--- Given data ---
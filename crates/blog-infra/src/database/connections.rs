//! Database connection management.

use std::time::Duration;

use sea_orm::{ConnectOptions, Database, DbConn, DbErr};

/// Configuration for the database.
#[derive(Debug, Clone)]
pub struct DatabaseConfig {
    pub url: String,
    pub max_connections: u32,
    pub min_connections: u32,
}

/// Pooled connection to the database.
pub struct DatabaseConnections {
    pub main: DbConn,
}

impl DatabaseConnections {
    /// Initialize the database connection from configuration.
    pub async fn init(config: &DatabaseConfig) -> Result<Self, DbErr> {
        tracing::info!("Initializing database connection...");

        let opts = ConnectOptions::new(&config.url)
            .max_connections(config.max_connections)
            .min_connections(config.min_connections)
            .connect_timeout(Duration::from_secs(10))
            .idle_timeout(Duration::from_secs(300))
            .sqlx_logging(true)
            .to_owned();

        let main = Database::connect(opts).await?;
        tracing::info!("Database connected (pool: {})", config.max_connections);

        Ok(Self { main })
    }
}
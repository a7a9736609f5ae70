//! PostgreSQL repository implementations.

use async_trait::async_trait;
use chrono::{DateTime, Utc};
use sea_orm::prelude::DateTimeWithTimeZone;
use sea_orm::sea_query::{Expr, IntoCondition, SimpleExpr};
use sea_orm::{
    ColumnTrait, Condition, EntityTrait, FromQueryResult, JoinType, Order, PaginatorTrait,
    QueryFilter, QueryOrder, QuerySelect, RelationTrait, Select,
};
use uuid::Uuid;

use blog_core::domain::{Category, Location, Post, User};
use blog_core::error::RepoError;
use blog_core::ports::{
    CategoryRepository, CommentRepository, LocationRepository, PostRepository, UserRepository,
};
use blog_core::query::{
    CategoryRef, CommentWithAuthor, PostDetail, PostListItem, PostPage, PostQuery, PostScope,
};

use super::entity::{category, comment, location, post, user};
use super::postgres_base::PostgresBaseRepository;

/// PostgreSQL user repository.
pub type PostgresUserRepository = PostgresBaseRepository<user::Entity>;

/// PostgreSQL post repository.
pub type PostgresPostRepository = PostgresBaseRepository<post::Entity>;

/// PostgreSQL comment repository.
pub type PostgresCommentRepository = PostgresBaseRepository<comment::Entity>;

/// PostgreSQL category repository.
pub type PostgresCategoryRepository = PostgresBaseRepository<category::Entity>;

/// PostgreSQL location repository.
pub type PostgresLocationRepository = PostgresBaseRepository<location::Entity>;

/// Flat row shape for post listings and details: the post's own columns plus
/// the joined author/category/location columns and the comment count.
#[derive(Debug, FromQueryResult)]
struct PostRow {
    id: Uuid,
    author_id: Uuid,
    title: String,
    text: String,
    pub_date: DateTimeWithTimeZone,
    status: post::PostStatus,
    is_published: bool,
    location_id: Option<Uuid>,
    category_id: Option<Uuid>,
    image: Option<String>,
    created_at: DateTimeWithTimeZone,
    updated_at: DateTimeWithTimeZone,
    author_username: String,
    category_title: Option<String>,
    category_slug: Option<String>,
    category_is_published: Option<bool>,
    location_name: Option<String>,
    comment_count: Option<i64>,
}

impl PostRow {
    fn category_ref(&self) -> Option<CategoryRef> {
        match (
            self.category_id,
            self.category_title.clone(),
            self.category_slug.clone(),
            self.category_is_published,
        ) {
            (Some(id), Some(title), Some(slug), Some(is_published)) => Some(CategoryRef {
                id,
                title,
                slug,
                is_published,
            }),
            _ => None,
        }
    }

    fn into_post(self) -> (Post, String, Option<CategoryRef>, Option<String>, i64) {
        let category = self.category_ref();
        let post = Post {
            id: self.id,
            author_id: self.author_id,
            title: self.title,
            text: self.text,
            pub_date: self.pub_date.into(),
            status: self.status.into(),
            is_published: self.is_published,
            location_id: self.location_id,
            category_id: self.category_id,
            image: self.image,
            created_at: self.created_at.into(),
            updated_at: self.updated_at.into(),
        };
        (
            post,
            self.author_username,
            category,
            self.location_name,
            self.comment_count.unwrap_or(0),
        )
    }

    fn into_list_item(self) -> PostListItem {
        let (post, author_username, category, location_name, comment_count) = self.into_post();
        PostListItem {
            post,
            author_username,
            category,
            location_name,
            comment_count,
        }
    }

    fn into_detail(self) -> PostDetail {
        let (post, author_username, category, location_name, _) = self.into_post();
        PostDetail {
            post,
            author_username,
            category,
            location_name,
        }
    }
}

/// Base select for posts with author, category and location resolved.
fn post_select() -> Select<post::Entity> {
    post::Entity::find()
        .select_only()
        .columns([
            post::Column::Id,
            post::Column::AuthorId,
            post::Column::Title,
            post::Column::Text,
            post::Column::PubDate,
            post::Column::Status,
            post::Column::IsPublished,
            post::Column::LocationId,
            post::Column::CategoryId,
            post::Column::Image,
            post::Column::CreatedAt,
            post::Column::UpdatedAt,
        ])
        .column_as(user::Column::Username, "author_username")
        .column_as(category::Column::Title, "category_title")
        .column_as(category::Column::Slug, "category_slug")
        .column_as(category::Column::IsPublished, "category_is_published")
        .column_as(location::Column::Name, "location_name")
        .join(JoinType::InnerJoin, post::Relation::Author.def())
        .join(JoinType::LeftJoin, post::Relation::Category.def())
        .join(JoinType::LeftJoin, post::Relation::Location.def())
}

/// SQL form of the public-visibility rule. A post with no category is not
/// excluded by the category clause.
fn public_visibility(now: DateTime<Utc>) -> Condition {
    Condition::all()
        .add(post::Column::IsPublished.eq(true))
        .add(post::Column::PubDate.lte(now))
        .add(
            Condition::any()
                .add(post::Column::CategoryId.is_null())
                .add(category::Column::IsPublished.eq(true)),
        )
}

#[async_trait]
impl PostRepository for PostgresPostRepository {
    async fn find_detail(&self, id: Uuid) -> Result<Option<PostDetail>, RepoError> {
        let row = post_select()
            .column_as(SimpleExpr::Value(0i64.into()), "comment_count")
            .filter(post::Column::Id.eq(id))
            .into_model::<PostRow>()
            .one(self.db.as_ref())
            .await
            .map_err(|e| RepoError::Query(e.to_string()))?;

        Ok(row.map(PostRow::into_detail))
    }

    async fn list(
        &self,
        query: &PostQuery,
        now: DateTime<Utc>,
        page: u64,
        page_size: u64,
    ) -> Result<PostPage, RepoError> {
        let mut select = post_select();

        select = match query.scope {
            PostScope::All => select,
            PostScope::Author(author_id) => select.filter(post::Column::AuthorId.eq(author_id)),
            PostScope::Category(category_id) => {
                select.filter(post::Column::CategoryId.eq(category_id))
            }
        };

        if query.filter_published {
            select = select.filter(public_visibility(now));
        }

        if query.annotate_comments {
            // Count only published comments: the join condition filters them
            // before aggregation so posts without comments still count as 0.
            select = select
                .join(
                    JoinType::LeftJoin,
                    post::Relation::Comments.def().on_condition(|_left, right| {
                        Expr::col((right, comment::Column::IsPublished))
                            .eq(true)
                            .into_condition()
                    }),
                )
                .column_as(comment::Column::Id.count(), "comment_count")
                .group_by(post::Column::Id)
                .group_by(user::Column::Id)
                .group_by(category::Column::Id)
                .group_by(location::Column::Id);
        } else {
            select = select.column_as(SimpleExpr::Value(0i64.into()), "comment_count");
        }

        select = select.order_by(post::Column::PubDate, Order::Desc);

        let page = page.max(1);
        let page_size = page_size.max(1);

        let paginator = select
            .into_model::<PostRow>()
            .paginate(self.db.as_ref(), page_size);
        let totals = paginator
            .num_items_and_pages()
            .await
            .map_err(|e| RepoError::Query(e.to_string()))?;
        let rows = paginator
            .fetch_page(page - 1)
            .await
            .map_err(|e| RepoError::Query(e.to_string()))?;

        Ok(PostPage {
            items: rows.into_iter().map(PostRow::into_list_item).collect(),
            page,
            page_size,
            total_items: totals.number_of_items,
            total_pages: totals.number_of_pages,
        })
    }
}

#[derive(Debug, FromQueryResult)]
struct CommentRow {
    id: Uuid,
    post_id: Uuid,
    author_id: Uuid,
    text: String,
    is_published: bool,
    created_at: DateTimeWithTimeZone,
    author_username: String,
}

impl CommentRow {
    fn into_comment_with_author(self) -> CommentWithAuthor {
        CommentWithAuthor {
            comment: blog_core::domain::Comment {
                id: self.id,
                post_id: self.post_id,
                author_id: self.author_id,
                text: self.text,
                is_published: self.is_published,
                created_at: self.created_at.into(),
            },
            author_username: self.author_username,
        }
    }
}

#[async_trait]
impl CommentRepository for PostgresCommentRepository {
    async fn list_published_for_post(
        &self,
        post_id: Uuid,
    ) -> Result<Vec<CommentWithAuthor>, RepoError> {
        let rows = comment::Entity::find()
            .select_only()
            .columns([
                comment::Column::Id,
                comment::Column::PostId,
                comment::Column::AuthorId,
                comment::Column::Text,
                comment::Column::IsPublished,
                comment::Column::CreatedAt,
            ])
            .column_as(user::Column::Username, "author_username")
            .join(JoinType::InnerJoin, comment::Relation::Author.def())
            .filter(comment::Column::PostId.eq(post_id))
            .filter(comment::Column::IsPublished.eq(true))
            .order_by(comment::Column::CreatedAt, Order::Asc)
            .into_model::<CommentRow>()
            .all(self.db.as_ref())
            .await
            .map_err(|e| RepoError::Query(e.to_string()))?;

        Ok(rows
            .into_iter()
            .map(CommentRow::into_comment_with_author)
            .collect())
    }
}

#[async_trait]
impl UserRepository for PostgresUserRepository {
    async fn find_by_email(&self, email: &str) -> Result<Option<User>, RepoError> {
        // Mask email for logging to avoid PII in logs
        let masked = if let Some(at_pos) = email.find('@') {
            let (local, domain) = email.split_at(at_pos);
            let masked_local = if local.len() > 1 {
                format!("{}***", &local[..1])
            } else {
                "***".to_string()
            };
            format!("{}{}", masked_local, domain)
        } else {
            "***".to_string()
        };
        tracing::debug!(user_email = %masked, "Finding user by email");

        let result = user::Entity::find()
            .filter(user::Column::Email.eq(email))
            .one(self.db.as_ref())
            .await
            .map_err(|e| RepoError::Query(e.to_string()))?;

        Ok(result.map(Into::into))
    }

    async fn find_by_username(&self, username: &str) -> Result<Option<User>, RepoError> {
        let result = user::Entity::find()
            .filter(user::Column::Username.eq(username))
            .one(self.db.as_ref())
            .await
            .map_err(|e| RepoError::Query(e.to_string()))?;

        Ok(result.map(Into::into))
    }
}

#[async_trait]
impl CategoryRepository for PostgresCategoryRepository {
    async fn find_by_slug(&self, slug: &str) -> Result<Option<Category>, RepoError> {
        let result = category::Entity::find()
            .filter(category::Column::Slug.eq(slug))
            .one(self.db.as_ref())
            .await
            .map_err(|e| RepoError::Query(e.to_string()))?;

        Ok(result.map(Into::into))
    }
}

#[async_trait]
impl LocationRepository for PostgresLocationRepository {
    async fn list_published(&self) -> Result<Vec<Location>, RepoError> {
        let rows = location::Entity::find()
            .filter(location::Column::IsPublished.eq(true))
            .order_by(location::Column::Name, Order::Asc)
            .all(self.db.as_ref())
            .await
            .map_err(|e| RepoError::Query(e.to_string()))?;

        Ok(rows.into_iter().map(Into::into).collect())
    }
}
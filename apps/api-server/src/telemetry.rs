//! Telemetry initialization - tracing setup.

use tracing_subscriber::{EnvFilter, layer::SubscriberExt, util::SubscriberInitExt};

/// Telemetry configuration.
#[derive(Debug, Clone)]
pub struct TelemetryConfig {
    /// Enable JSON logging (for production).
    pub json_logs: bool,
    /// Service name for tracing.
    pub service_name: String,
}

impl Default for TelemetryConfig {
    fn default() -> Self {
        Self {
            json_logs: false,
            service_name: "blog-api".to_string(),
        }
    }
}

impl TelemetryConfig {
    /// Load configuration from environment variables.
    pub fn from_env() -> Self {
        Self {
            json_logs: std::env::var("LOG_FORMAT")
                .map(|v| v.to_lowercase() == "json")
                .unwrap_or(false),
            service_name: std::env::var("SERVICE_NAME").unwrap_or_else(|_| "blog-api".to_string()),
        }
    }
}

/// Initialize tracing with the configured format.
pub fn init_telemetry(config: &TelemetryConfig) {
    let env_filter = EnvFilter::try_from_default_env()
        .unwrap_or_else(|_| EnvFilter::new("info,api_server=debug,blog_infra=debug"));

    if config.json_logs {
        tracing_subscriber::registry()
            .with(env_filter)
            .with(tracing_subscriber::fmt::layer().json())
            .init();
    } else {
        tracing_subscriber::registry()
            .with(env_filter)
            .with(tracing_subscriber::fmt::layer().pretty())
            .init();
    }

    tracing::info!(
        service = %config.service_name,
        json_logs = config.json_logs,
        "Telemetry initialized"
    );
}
---
Copy each line of the listing above that contains the word "PostRow".

struct PostRow {
impl PostRow {
            .into_model::<PostRow>()
        Ok(row.map(PostRow::into_detail))
            .into_model::<PostRow>()
            items: rows.into_iter().map(PostRow::into_list_item).collect(),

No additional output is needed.